In 1915, the amount of of US cropland devoted to feeding horses peaked at about 93 million acres. 79 million acres were used to feed horses on farms, about 14 million acres were devoted to feeding non-farming horses.

In addition to cropland devoted to haying (the above 93 million acres), there were about 80 million acres used for pasture, and a large component of the animals on those pastures were farm horses. In 1915, farm horse numbers peaked about 23 million head. That’s just horses on farms, not horses in hauling teams, individual horses, etc. Total US horse numbers peaked just about 1916/1917, at about 27 million head. It takes a huge base of land to feed that many horses.

As farmers converted from horse power to tractor power, the US cropland base was increased by that 79 million acres being converted from hay to other crops. That’s about two-thirds of the total cropland harvested in 1920 in what was the Louisiana Purchase. I throw that in to help you look at a map and get your head around “what is 79 million acres?”

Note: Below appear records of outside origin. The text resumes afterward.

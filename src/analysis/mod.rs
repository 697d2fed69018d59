//! Ranking and fairness metrics, recomputed once per dataset.

pub mod fairness;
pub mod rank;

pub use fairness::{LorenzPoint, MetricsSnapshot, TOP_K, gini, lorenz, summarize, top_k};
pub use rank::{RankConfig, RankedGraph, RankedNode, rank, rank_graph};

use crate::dataset::GraphData;

/// Everything the presentation side needs from one dataset.
#[derive(Clone, Debug, Default, PartialEq)]
pub struct Analysis {
	/// Ranked nodes and links for the canvas.
	pub graph: RankedGraph,
	/// Inequality metrics for the dashboard.
	pub metrics: MetricsSnapshot,
}

/// Rank a dataset and derive its metrics.
pub fn analyze(data: &GraphData) -> Analysis {
	let graph = rank_graph(data, RankConfig::default());
	let metrics = summarize(&graph);
	Analysis { graph, metrics }
}
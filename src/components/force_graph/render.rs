use std::f64::consts::PI;

use web_sys::CanvasRenderingContext2d;

use super::state::{EdgeEmphasis, ForceGraphState, NodeEmphasis};
use super::types::SimNode;

const BACKGROUND: &str = "#0F172A";
const DIMMED_FILL: &str = "#334155";
const ARROW_SIZE: f64 = 8.0;
const GLOW_RANK: f64 = 0.4;
const LABEL_RANK: f64 = 0.2;

/// Stroke settings for one edge.
#[derive(Clone, Copy, Debug, PartialEq)]
pub struct EdgeStyle {
	pub color: &'static str,
	pub width: f64,
	pub alpha: f64,
	pub arrow: bool,
}

impl EdgeStyle {
	pub fn for_emphasis(emphasis: EdgeEmphasis) -> Self {
		match emphasis {
			EdgeEmphasis::Highlighted => Self {
				color: "#FFF",
				width: 2.0,
				alpha: 1.0,
				arrow: true,
			},
			EdgeEmphasis::Dimmed => Self {
				color: DIMMED_FILL,
				width: 1.0,
				alpha: 0.1,
				arrow: false,
			},
			EdgeEmphasis::Normal => Self {
				color: "#475569",
				width: 1.0,
				alpha: 0.5,
				arrow: true,
			},
		}
	}
}

/// Where the arrowhead tip sits along an edge of length `dist`.
pub fn arrow_offset(dist: f64) -> f64 {
	if dist > 40.0 { dist - 25.0 } else { dist / 2.0 }
}

/// Shadow blur for a node, or `None` when it does not glow. Pulses with time.
pub fn glow_blur(node: &SimNode, emphasis: NodeEmphasis, time: f64) -> Option<f64> {
	match emphasis {
		NodeEmphasis::Hovered => Some(25.0 + 5.0),
		NodeEmphasis::Normal if node.normalized_rank > GLOW_RANK => {
			Some(15.0 + (time * 5.0).sin() * 2.0)
		}
		_ => None,
	}
}

pub fn shows_label(node: &SimNode, emphasis: NodeEmphasis) -> bool {
	match emphasis {
		NodeEmphasis::Hovered => true,
		NodeEmphasis::Normal => node.normalized_rank > LABEL_RANK,
		NodeEmphasis::Dimmed => false,
	}
}

/// Draw one frame. Reads the state only.
pub fn render(state: &ForceGraphState, ctx: &CanvasRenderingContext2d) {
	ctx.set_fill_style_str(BACKGROUND);
	ctx.fill_rect(0.0, 0.0, state.width, state.height);
	draw_edges(state, ctx);
	draw_nodes(state, ctx);
}

fn draw_edges(state: &ForceGraphState, ctx: &CanvasRenderingContext2d) {
	for &(src, tgt) in &state.edges {
		let (Some(from), Some(to)) = (state.nodes.get(src), state.nodes.get(tgt)) else {
			continue;
		};
		let style = EdgeStyle::for_emphasis(state.edge_emphasis(src, tgt));

		ctx.begin_path();
		ctx.set_line_width(style.width);
		ctx.set_stroke_style_str(style.color);
		ctx.set_global_alpha(style.alpha);
		ctx.move_to(from.x, from.y);
		ctx.line_to(to.x, to.y);
		ctx.stroke();

		if !style.arrow {
			continue;
		}
		let (dx, dy) = (to.x - from.x, to.y - from.y);
		let dist = dx.hypot(dy);
		if dist < 0.001 {
			continue;
		}
		let angle = dy.atan2(dx);
		let along = arrow_offset(dist);
		let (ax, ay) = (from.x + angle.cos() * along, from.y + angle.sin() * along);
		ctx.begin_path();
		ctx.move_to(ax, ay);
		ctx.line_to(
			ax - ARROW_SIZE * (angle - PI / 6.0).cos(),
			ay - ARROW_SIZE * (angle - PI / 6.0).sin(),
		);
		ctx.line_to(
			ax - ARROW_SIZE * (angle + PI / 6.0).cos(),
			ay - ARROW_SIZE * (angle + PI / 6.0).sin(),
		);
		ctx.close_path();
		ctx.set_fill_style_str(style.color);
		ctx.fill();
	}
	ctx.set_global_alpha(1.0);
}

fn draw_nodes(state: &ForceGraphState, ctx: &CanvasRenderingContext2d) {
	for (idx, node) in state.nodes.iter().enumerate() {
		let emphasis = state.node_emphasis(idx);
		let radius = node.radius();

		ctx.begin_path();
		let _ = ctx.arc(node.x, node.y, radius, 0.0, 2.0 * PI);
		if emphasis == NodeEmphasis::Dimmed {
			ctx.set_fill_style_str(DIMMED_FILL);
			ctx.fill();
			continue;
		}

		ctx.set_fill_style_str(node.color);
		match glow_blur(node, emphasis, state.flow_time) {
			Some(blur) => {
				ctx.set_shadow_blur(blur);
				ctx.set_shadow_color(node.color);
			}
			None => ctx.set_shadow_blur(0.0),
		}
		ctx.fill();

		let hovered = emphasis == NodeEmphasis::Hovered;
		ctx.set_shadow_blur(0.0);
		ctx.set_stroke_style_str("#fff");
		ctx.set_line_width(if hovered { 3.0 } else { 1.5 });
		ctx.stroke();

		if shows_label(node, emphasis) {
			draw_label(ctx, node, radius, hovered);
		}
	}
}

fn draw_label(ctx: &CanvasRenderingContext2d, node: &SimNode, radius: f64, hovered: bool) {
	ctx.set_font(if hovered {
		"bold 12px sans-serif"
	} else {
		"10px sans-serif"
	});
	ctx.set_text_align("center");
	ctx.set_text_baseline("middle");

	let text_width = ctx
		.measure_text(&node.name)
		.map(|m| m.width())
		.unwrap_or(0.0);
	let (bx, by, bw, bh) = (
		node.x - text_width / 2.0 - 4.0,
		node.y + radius + 6.0,
		text_width + 8.0,
		16.0,
	);

	ctx.set_global_alpha(0.7);
	ctx.set_fill_style_str("#000");
	rounded_rect(ctx, bx, by, bw, bh, 4.0);
	ctx.fill();

	ctx.set_global_alpha(1.0);
	ctx.set_fill_style_str("#FFF");
	let _ = ctx.fill_text(&node.name, node.x, node.y + radius + 14.0);
}

fn rounded_rect(ctx: &CanvasRenderingContext2d, x: f64, y: f64, w: f64, h: f64, r: f64) {
	ctx.begin_path();
	ctx.move_to(x + r, y);
	let _ = ctx.arc_to(x + w, y, x + w, y + h, r);
	let _ = ctx.arc_to(x + w, y + h, x, y + h, r);
	let _ = ctx.arc_to(x, y + h, x, y, r);
	let _ = ctx.arc_to(x, y, x + w, y, r);
	ctx.close_path();
}

#[cfg(test)]
mod tests {
	use super::*;
	use crate::components::force_graph::types::NodeMotion;

	fn node(normalized_rank: f64) -> SimNode {
		SimNode {
			id: "n".into(),
			name: "n".into(),
			color: "#10B981",
			mass: 2.0,
			normalized_rank,
			x: 0.0,
			y: 0.0,
			vx: 0.0,
			vy: 0.0,
			motion: NodeMotion::Free,
		}
	}

	#[test]
	fn arrowhead_sits_near_the_target() {
		assert_eq!(arrow_offset(100.0), 75.0);
		assert_eq!(arrow_offset(30.0), 15.0);
	}

	#[test]
	fn dimmed_edges_drop_their_arrow() {
		let dimmed = EdgeStyle::for_emphasis(EdgeEmphasis::Dimmed);
		let lit = EdgeStyle::for_emphasis(EdgeEmphasis::Highlighted);
		let normal = EdgeStyle::for_emphasis(EdgeEmphasis::Normal);
		assert!(!dimmed.arrow);
		assert!(lit.width > normal.width);
		assert!(lit.alpha > normal.alpha && normal.alpha > dimmed.alpha);
	}

	#[test]
	fn glow_and_label_thresholds() {
		let small = node(0.1);
		let mid = node(0.3);
		let big = node(0.9);
		assert_eq!(glow_blur(&small, NodeEmphasis::Normal, 0.0), None);
		assert_eq!(glow_blur(&mid, NodeEmphasis::Normal, 0.0), None);
		assert_eq!(glow_blur(&big, NodeEmphasis::Normal, 0.0), Some(15.0));
		assert_eq!(glow_blur(&small, NodeEmphasis::Hovered, 0.0), Some(30.0));
		assert_eq!(glow_blur(&big, NodeEmphasis::Dimmed, 0.0), None);

		let pulsed = glow_blur(&big, NodeEmphasis::Normal, 0.3).unwrap();
		assert!((13.0..=17.0).contains(&pulsed));

		assert!(!shows_label(&small, NodeEmphasis::Normal));
		assert!(shows_label(&mid, NodeEmphasis::Normal));
		assert!(shows_label(&small, NodeEmphasis::Hovered));
		assert!(!shows_label(&big, NodeEmphasis::Dimmed));
	}
}
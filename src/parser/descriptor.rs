// Field/method descriptors and generic signatures.
//
// Plain descriptors go through jdescriptor. Generic `Signature` attributes use
// a small recursive-descent scanner, since jdescriptor only covers the
// descriptor grammar. Only the class types either mentions are collected.

use super::MalformedClassError;
use jdescriptor::{MethodDescriptor, TypeDescriptor};
use std::str::FromStr;

/// Maximum array dimensions a type may declare
pub const MAX_ARRAY_DIMENSIONS: usize = 255;

/// Maximum nesting of type arguments in a generic signature
pub const MAX_TYPE_NESTING: usize = 255;

/// Internal names of the class types in a field or method descriptor
pub fn descriptor_types(descriptor: &str) -> Result<Vec<String>, MalformedClassError> {
    check_array_dimensions(descriptor)?;
    let invalid = || MalformedClassError::InvalidDescriptor(descriptor.to_string());

    if descriptor.starts_with('(') {
        let method = MethodDescriptor::from_str(descriptor).map_err(|_| invalid())?;
        Ok(method
            .parameter_types()
            .iter()
            .chain(std::iter::once(method.return_type()))
            .filter_map(class_of)
            .collect())
    } else {
        let field = TypeDescriptor::from_str(descriptor).map_err(|_| invalid())?;
        Ok(class_of(&field).into_iter().collect())
    }
}

/// Element type of a `CONSTANT_Class` name, which may be an array descriptor.
///
/// Returns `None` for arrays of primitives.
pub fn class_constant_type(name: &str) -> Result<Option<String>, MalformedClassError> {
    if !name.starts_with('[') {
        return Ok(Some(name.to_string()));
    }
    Ok(descriptor_types(name)?.pop())
}

fn class_of(descriptor: &TypeDescriptor) -> Option<String> {
    match descriptor {
        TypeDescriptor::Object(name) => Some(internal_name(name)),
        TypeDescriptor::Array(element, _) => class_of(element),
        _ => None,
    }
}

fn internal_name(name: &str) -> String {
    match name.strip_prefix('L').and_then(|rest| rest.strip_suffix(';')) {
        Some(inner) => inner.to_string(),
        None => name.to_string(),
    }
}

fn check_array_dimensions(descriptor: &str) -> Result<(), MalformedClassError> {
    let mut run = 0;
    for byte in descriptor.bytes() {
        if byte == b'[' {
            run += 1;
            if run > MAX_ARRAY_DIMENSIONS {
                return Err(MalformedClassError::InvalidDescriptor(format!(
                    "more than {} array dimensions",
                    MAX_ARRAY_DIMENSIONS
                )));
            }
        } else {
            run = 0;
        }
    }
    Ok(())
}

/// Collect the internal names of every class type mentioned in a generic
/// signature.
///
/// Nested types written as `Lcom/Outer<TT;>.Inner;` yield both `com/Outer`
/// and `com/Outer$Inner`.
pub fn signature_types(signature: &str) -> Result<Vec<String>, MalformedClassError> {
    let mut out = Vec::new();
    let mut scanner = SignatureScanner::new(signature);
    scanner.scan(&mut out)?;
    Ok(out)
}

struct SignatureScanner<'a> {
    source: &'a str,
    bytes: &'a [u8],
    pos: usize,
    depth: usize,
}

impl<'a> SignatureScanner<'a> {
    fn new(source: &'a str) -> Self {
        Self {
            source,
            bytes: source.as_bytes(),
            pos: 0,
            depth: 0,
        }
    }

    fn invalid(&self) -> MalformedClassError {
        MalformedClassError::InvalidDescriptor(self.source.to_string())
    }

    fn too_deep(&self, what: &str, limit: usize) -> MalformedClassError {
        MalformedClassError::InvalidDescriptor(format!("more than {} {}", limit, what))
    }

    fn peek(&self) -> Option<u8> {
        self.bytes.get(self.pos).copied()
    }

    fn bump(&mut self) -> Option<u8> {
        let byte = self.peek()?;
        self.pos += 1;
        Some(byte)
    }

    fn expect(&mut self, expected: u8) -> Result<(), MalformedClassError> {
        match self.bump() {
            Some(byte) if byte == expected => Ok(()),
            _ => Err(self.invalid()),
        }
    }

    /// Top level: optional type parameters, then any mix of parameter lists,
    /// return types, throws clauses and field types.
    fn scan(&mut self, out: &mut Vec<String>) -> Result<(), MalformedClassError> {
        if self.bytes.is_empty() {
            return Err(self.invalid());
        }
        if self.peek() == Some(b'<') {
            self.type_parameters(out)?;
        }
        while let Some(byte) = self.peek() {
            match byte {
                b'(' | b')' | b'^' | b'V' => {
                    self.pos += 1;
                }
                _ => self.field_type(out)?,
            }
        }
        Ok(())
    }

    fn field_type(&mut self, out: &mut Vec<String>) -> Result<(), MalformedClassError> {
        let mut dimensions = 0;
        while self.peek() == Some(b'[') {
            self.pos += 1;
            dimensions += 1;
            if dimensions > MAX_ARRAY_DIMENSIONS {
                return Err(self.too_deep("array dimensions", MAX_ARRAY_DIMENSIONS));
            }
        }
        match self.bump() {
            Some(b'B' | b'C' | b'D' | b'F' | b'I' | b'J' | b'S' | b'Z') => Ok(()),
            Some(b'L') => self.class_type(out),
            Some(b'T') => {
                self.identifier(b";")?;
                self.expect(b';')
            }
            _ => Err(self.invalid()),
        }
    }

    fn class_type(&mut self, out: &mut Vec<String>) -> Result<(), MalformedClassError> {
        let mut name = self.identifier(b";<.")?.to_string();
        loop {
            match self.bump() {
                Some(b';') => {
                    out.push(name);
                    return Ok(());
                }
                Some(b'<') => {
                    self.depth += 1;
                    if self.depth > MAX_TYPE_NESTING {
                        return Err(self.too_deep("nested type arguments", MAX_TYPE_NESTING));
                    }
                    self.type_arguments(out)?;
                    self.depth -= 1;
                }
                Some(b'.') => {
                    let inner = self.identifier(b";<.")?;
                    let nested = format!("{}${}", name, inner);
                    out.push(std::mem::replace(&mut name, nested));
                }
                _ => return Err(self.invalid()),
            }
        }
    }

    /// Arguments after an opening `<`, through the closing `>`
    fn type_arguments(&mut self, out: &mut Vec<String>) -> Result<(), MalformedClassError> {
        loop {
            match self.peek() {
                Some(b'>') => {
                    self.pos += 1;
                    return Ok(());
                }
                Some(b'*') => {
                    self.pos += 1;
                }
                Some(b'+' | b'-') => {
                    self.pos += 1;
                    self.field_type(out)?;
                }
                Some(_) => self.field_type(out)?,
                None => return Err(self.invalid()),
            }
        }
    }

    /// `<T:Ljava/lang/Object;U::Ljava/lang/Comparable<TU;>;>`
    fn type_parameters(&mut self, out: &mut Vec<String>) -> Result<(), MalformedClassError> {
        self.expect(b'<')?;
        loop {
            if self.peek() == Some(b'>') {
                self.pos += 1;
                return Ok(());
            }
            self.identifier(b":")?;
            if self.peek() != Some(b':') {
                return Err(self.invalid());
            }
            while self.peek() == Some(b':') {
                self.pos += 1;
                if matches!(self.peek(), Some(b'L' | b'T' | b'[')) {
                    self.field_type(out)?;
                }
            }
        }
    }

    /// Read a non-empty run of bytes up to (not including) any stop byte
    fn identifier(&mut self, stops: &[u8]) -> Result<&'a str, MalformedClassError> {
        let start = self.pos;
        while let Some(byte) = self.peek() {
            if stops.contains(&byte) {
                break;
            }
            self.pos += 1;
        }
        if self.pos == start || self.peek().is_none() {
            return Err(self.invalid());
        }
        let source = self.source;
        Ok(&source[start..self.pos])
    }
}
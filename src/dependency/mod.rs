//! Dependency identity
//!
//! Turns dependency coordinates into canonical identifiers, partitions the
//! declared dependencies, and maps artifacts to the dependency they belong to.

mod identity;
mod set;

pub use identity::{identifier_of, DependencyDeclaration, DependencyId};
pub use set::{build_dependency_set, DependencySet, DependencySetBuilder};

use crate::discovery::Artifact;
use crate::graph::ArtifactId;
use std::collections::HashMap;
use thiserror::Error;
use tracing::warn;

#[derive(Error, Debug, Clone, PartialEq, Eq)]
pub enum DependencyError {
    #[error("invalid dependency coordinate '{0}' (expected group:name:version)")]
    InvalidCoordinate(String),
    #[error("api dependency '{0}' is not among the declared dependencies")]
    ApiNotDeclared(DependencyDeclaration),
}

/// Maps artifacts to the dependency identifier they were resolved from
#[derive(Debug, Clone, Default)]
pub struct ArtifactCoordinates {
    by_artifact: HashMap<ArtifactId, DependencyId>,
    declarations: HashMap<DependencyId, DependencyDeclaration>,
}

impl ArtifactCoordinates {
    pub fn new() -> Self {
        Self::default()
    }

    /// Artifacts without a coordinate, or with one that cannot be
    /// canonicalized, are left unmapped.
    pub fn from_artifacts<'a>(artifacts: impl IntoIterator<Item = &'a Artifact>) -> Self {
        let mut coordinates = Self::new();
        for artifact in artifacts {
            if let Some(coordinate) = &artifact.coordinate {
                coordinates.insert(artifact.id.clone(), coordinate.clone());
            }
        }
        coordinates
    }

    /// Returns false if the declaration has no identifier
    pub fn insert(&mut self, artifact: ArtifactId, declaration: DependencyDeclaration) -> bool {
        let Some(id) = identifier_of(&declaration) else {
            warn!("Artifact {} has malformed coordinate '{}'", artifact, declaration);
            return false;
        };
        self.by_artifact.insert(artifact, id.clone());
        self.declarations.insert(id, declaration);
        true
    }

    pub fn dependency_of(&self, artifact: &ArtifactId) -> Option<&DependencyId> {
        self.by_artifact.get(artifact)
    }

    pub fn declaration(&self, id: &DependencyId) -> Option<&DependencyDeclaration> {
        self.declarations.get(id)
    }

    /// Artifacts resolved from the given dependency, sorted
    pub fn artifacts_of(&self, id: &DependencyId) -> Vec<&ArtifactId> {
        let mut artifacts: Vec<_> = self
            .by_artifact
            .iter()
            .filter(|(_, dep)| *dep == id)
            .map(|(artifact, _)| artifact)
            .collect();
        artifacts.sort();
        artifacts
    }

    pub fn len(&self) -> usize {
        self.by_artifact.len()
    }

    pub fn is_empty(&self) -> bool {
        self.by_artifact.is_empty()
    }
}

Want to put that 79 million acres into modern perspective? US farmers stated an intention to plant 90 million acres in corn this year. As recently as 2006, actual harvested corn acres were about 79 million, “for all purposes” (so that includes table as well as field corn). Recent stats show total US farmland at about 930+ million acres, about 434 million of that is cropland, 395 million acres of pasture area. 2007 planting intentions were for about 90 million acres of corn.

Going back to the total cropland used to feed horses in 1915 — what was that number again — both on and off farm horses?

93 million acres.

So there you go: about 100 years ago, the entire acreage that is today in corn was used for feeding horses.